Supplier due diligence
Japan Procurement Vendor Onboarding Checklist
Use this checklist to add Japanese public-record checks to procurement onboarding without turning every supplier review into a full investigation.
Key takeaways
- Procurement checks should scale with supplier criticality.
- Identity verification should happen before risk screening.
- Public enforcement and public-risk records are useful first-pass evidence.
- Documented source URLs make approvals easier to defend.
Practical workflow
- 1Assign the supplier to a risk tier based on spend, criticality, data access, and product or service risk.
- 2Collect Japanese name, English name, address, Corporate Number, website, and contract entity.
- 3Search RegBase for the company and related enforcement or public-risk records.
- 4Review any matches by date, regulator, law, severity, and relationship relevance.
- 5Store the evidence report and define renewal triggers.
Build a lightweight public-record layer
A procurement team does not need a full investigative report for every low-risk vendor. It does need a repeatable public-record layer that catches obvious identity and enforcement issues before onboarding.
The most useful checklist is simple enough for frequent use and specific enough to create an audit trail.

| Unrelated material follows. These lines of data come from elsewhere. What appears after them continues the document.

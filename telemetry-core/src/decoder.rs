//! Decoding engine
//!
//! [`decode`] turns a payload and a channel descriptor into a physical value.
//! [`Decoder`] owns the active channel table and fans one frame out into one
//! [`TelemetryMessage`] per channel.

use crate::signals::{ChannelDescriptor, ChannelTable, SignalType, TableStats};
use crate::types::{CanFrame, DecodeError, TelemetryMessage};
use byteorder::{ByteOrder, LittleEndian};

/// Decode one channel from a payload
///
/// Reads `descriptor.length` little-endian bytes at `descriptor.start_byte`,
/// interprets them as `descriptor.signal_type` and returns `raw * scale + offset`.
/// Channels that reach past the end of `payload` are rejected, never clamped.
pub fn decode(payload: &[u8], descriptor: &ChannelDescriptor) -> Result<f64, DecodeError> {
    let signal_type = descriptor.signal_type;
    if descriptor.length as usize != signal_type.width() {
        return Err(DecodeError::WidthMismatch {
            length: descriptor.length,
            signal_type,
        });
    }

    let start = descriptor.start_byte as usize;
    let end = descriptor.end_byte();
    let bytes = payload.get(start..end).ok_or(DecodeError::OutOfBounds {
        start,
        end,
        available: payload.len(),
    })?;

    let raw = match signal_type {
        SignalType::UInt8 => bytes[0] as f64,
        SignalType::Int8 => bytes[0] as i8 as f64,
        SignalType::UInt16 => LittleEndian::read_u16(bytes) as f64,
        SignalType::Int16 => LittleEndian::read_i16(bytes) as f64,
        SignalType::UInt32 => LittleEndian::read_u32(bytes) as f64,
        SignalType::Int32 => LittleEndian::read_i32(bytes) as f64,
        SignalType::Float => LittleEndian::read_f32(bytes) as f64,
        SignalType::Double => LittleEndian::read_f64(bytes),
    };

    Ok(raw * descriptor.scale + descriptor.offset)
}

/// Result of decoding one frame
#[derive(Debug, Clone, Copy, Default, PartialEq, Eq)]
pub struct FrameOutcome {
    /// Channels decoded and emitted
    pub decoded: usize,
    /// Channels skipped because of a decode error
    pub skipped: usize,
}

/// Frame decoder - owns the active channel table
pub struct Decoder {
    table: ChannelTable,
}

impl Decoder {
    /// Create a decoder over a loaded table
    pub fn new(table: ChannelTable) -> Self {
        Self { table }
    }

    /// The table currently in use
    pub fn table(&self) -> &ChannelTable {
        &self.table
    }

    /// Get statistics about the active table
    pub fn table_stats(&self) -> TableStats {
        self.table.stats()
    }

    /// Swap in a freshly loaded table, returning the previous one
    ///
    /// The swap is whole: a frame is always decoded against exactly one table.
    pub fn replace_table(&mut self, table: ChannelTable) -> ChannelTable {
        log::info!("Channel table replaced: {} -> {}", self.table.stats(), table.stats());
        std::mem::replace(&mut self.table, table)
    }

    /// Decode every channel of `frame`, passing one message per channel to `emit`
    ///
    /// Messages are emitted in table order. A channel that fails to decode is
    /// logged and skipped; the remaining channels are still decoded.
    pub fn decode_frame<F>(&self, frame: &CanFrame, mut emit: F) -> FrameOutcome
    where
        F: FnMut(TelemetryMessage),
    {
        let channels = self.table.channels(frame.can_id);
        if channels.is_empty() {
            log::trace!("Unknown CAN ID: 0x{:X}, frame dropped", frame.can_id);
            return FrameOutcome::default();
        }

        let mut outcome = FrameOutcome::default();
        for (index, descriptor) in channels.iter().enumerate() {
            match decode(frame.payload(), descriptor) {
                Ok(value) => {
                    emit(TelemetryMessage::new(frame.can_id, frame.timestamp_ms, value));
                    outcome.decoded += 1;
                }
                Err(e) => {
                    log::warn!(
                        "Skipping channel {} ({}) of frame 0x{:X}: {}",
                        index,
                        descriptor.name.as_deref().unwrap_or("unnamed"),
                        frame.can_id,
                        e
                    );
                    outcome.skipped += 1;
                }
            }
        }
        outcome
    }
}

#[cfg(test)]
mod tests {
    use super::*;

    fn assert_close(actual: f64, expected: f64) {
        assert!(
            (actual - expected).abs() < 1e-9,
            "expected {expected}, got {actual}"
        );
    }

    #[test]
    fn test_decode_uint16_scaled() {
        let descriptor = ChannelDescriptor::new(0, SignalType::UInt16, 0.1, 0.0);
        assert_close(decode(&[0x10, 0x00], &descriptor).unwrap(), 1.6);
    }

    #[test]
    fn test_decode_int16_with_offset() {
        let descriptor = ChannelDescriptor::new(0, SignalType::Int16, 0.01, -40.0);
        assert_close(decode(&[0xD8, 0xFF], &descriptor).unwrap(), -40.4);
    }

    #[test]
    fn test_decode_every_type() {
        let cases: &[(SignalType, &[u8], f64)] = &[
            (SignalType::UInt8, &[0xFF], 255.0),
            (SignalType::Int8, &[0xFF], -1.0),
            (SignalType::UInt16, &[0x34, 0x12], 4660.0),
            (SignalType::Int16, &[0x00, 0x80], -32768.0),
            (SignalType::UInt32, &[0x78, 0x56, 0x34, 0x12], 305_419_896.0),
            (SignalType::Int32, &[0xFE, 0xFF, 0xFF, 0xFF], -2.0),
            (SignalType::Float, &1.5f32.to_le_bytes(), 1.5),
            (SignalType::Double, &(-273.15f64).to_le_bytes(), -273.15),
        ];

        for (signal_type, bytes, expected) in cases {
            let descriptor = ChannelDescriptor::new(0, *signal_type, 1.0, 0.0);
            assert_close(decode(bytes, &descriptor).unwrap(), *expected);
        }
    }

    #[test]
    fn test_decode_at_offset() {
        let payload = [0x00, 0x00, 0x00, 0xE8, 0x03, 0x00, 0x00, 0x00];
        let descriptor = ChannelDescriptor::new(3, SignalType::UInt16, 1.0, 0.0);
        assert_close(decode(&payload, &descriptor).unwrap(), 1000.0);
    }

    #[test]
    fn test_reject_out_of_bounds() {
        let mut descriptor = ChannelDescriptor::new(6, SignalType::UInt32, 1.0, 0.0);
        assert_eq!(descriptor.length, 4);
        let err = decode(&[0u8; 8], &descriptor).unwrap_err();
        assert_eq!(
            err,
            DecodeError::OutOfBounds {
                start: 6,
                end: 10,
                available: 8
            }
        );

        // Shorter frame than the table expects
        descriptor.start_byte = 0;
        assert!(matches!(
            decode(&[0x01, 0x02], &descriptor),
            Err(DecodeError::OutOfBounds { available: 2, .. })
        ));
    }

    #[test]
    fn test_reject_width_mismatch() {
        let mut descriptor = ChannelDescriptor::new(0, SignalType::UInt32, 1.0, 0.0);
        descriptor.length = 2;
        assert!(matches!(
            decode(&[0u8; 8], &descriptor),
            Err(DecodeError::WidthMismatch { length: 2, .. })
        ));
    }

    #[test]
    fn test_decode_frame_emits_in_table_order_and_skips_failures() {
        let mut table = ChannelTable::new();
        table
            .add_channel(0x100, ChannelDescriptor::new(0, SignalType::UInt16, 0.1, 0.0))
            .unwrap();
        table
            .add_channel(0x100, ChannelDescriptor::new(4, SignalType::UInt32, 1.0, 0.0))
            .unwrap();
        table
            .add_channel(0x100, ChannelDescriptor::new(2, SignalType::Int8, 1.0, 0.0))
            .unwrap();
        let decoder = Decoder::new(table);

        // 4-byte frame: the uint32 at byte 4 does not fit
        let frame = CanFrame::new(0x100, 1234, &[0x10, 0x00, 0xFE, 0x00]);
        let mut messages = Vec::new();
        let outcome = decoder.decode_frame(&frame, |m| messages.push(m));

        assert_eq!(outcome, FrameOutcome { decoded: 2, skipped: 1 });
        assert_eq!(messages.len(), 2);
        assert_close(messages[0].value, 1.6);
        assert_close(messages[1].value, -2.0);
        assert!(messages.iter().all(|m| m.frame_id == 0x100 && m.timestamp_ms == 1234));
    }

    #[test]
    fn test_unknown_frame_emits_nothing() {
        let decoder = Decoder::new(ChannelTable::new());
        let frame = CanFrame::new(0x7FF, 0, &[0u8; 8]);
        let outcome = decoder.decode_frame(&frame, |_| panic!("no channels expected"));
        assert_eq!(outcome, FrameOutcome::default());
    }

    #[test]
    fn test_replace_table() {
        let mut decoder = Decoder::new(ChannelTable::new());
        let mut table = ChannelTable::new();
        table
            .add_channel(0x1, ChannelDescriptor::new(0, SignalType::UInt8, 1.0, 0.0))
            .unwrap();

        let old = decoder.replace_table(table);
        assert!(old.is_empty());
        assert_eq!(decoder.table_stats().num_channels, 1);
    }
}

- Entity identity and Corporate Number
- Registered address and status context
- Administrative actions and public enforcement records
- Public-risk disclosures relevant to the supplier's role
Scale the review by risk tier
Low-risk office suppliers may only require identity and public-record screening. Strategic manufacturers, regulated service providers, and data-processing vendors may require deeper review, contract controls, and periodic refresh.
Important limitation
RegBase supports public-source screening and evidence collection. It is not a credit report, sanctions result, legal opinion, or final due-diligence conclusion.